于是,举个例子,对一句话进行这样的处理:it [MASK] raining outside → it [MASK] outside raining. 因此,打乱的是后面那个 tri-gram,然后用打乱的词预测对应原词:[MASK] outside raining → [MASK] raining outside。
具体打乱操作,我猜测只需要交换局部位置向量就可以。
最后将这个损失和前面的 MLM 损失加起来反向传播就可以了。
主要是对 NSP (Next Sentence Prediction)任务的加强,BERT 原模型中的 NSP 任务即两句拼接判断是否是前后句。然而该任务被多篇论文发现有问题,比如 XLNet、SpanBERT、RoBERTa 里面都有提。详情参考[引用]
其中原因可能是 NSP 带来收益,还没其带来噪音损失大。
而这篇论文里,则认为 NSP 过于简单(很容易就上 97%-98% 准确率),所以应该加强此任务。

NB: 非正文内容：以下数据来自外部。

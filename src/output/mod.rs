//! Output module for species records and harvest reports
//!
//! This module handles:
//! - Writing one JSON document per finished species
//! - Summarizing the status ledger for `--stats`

pub mod stats;
mod writer;

pub use stats::{print_statistics, LedgerStatistics};
pub use writer::{RecordWriter, WriteOutcome};

use thiserror::Error;

/// Errors that can occur while writing species records
#[derive(Debug, Error)]
pub enum OutputError {
    #[error("Failed to serialize record: {0}")]
    Serialize(String),

    #[error("IO error: {0}")]
    Io(#[from] std::io::Error),
}

/// Result type for output operations
pub type OutputResult<T> = Result<T, OutputError>;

于是对原有的 [CLS] S1 [SEP] S2 [SEP] 结构中的 S2,就不光只取后一句了,而是 1/3 概率挑后一句,1/3 概率挑前一句,1/3 概率随机。之后,三分类任务判断属于哪一种。
比较疑惑的是,其中位置向量是怎么加的,按照原样直接加,还是考虑当 S2 为前一句时,位置标号从 S2 开始。
其实大部分实验结果不用提了,早已不是 SOTA 了,可以看看里面的消融实验。主要是分别去掉上面两个策略后的模型和完整模型还有 BERT 模型的对比。
大概可以得出两个结论:
去掉句内结构任务,对 CoLA 以及 SST-2 这样的单句任务影响很大;
去掉句间结构任务,对 MNLI,SNLI,QQP,SQuAD 这样的句子对任务影响比较大。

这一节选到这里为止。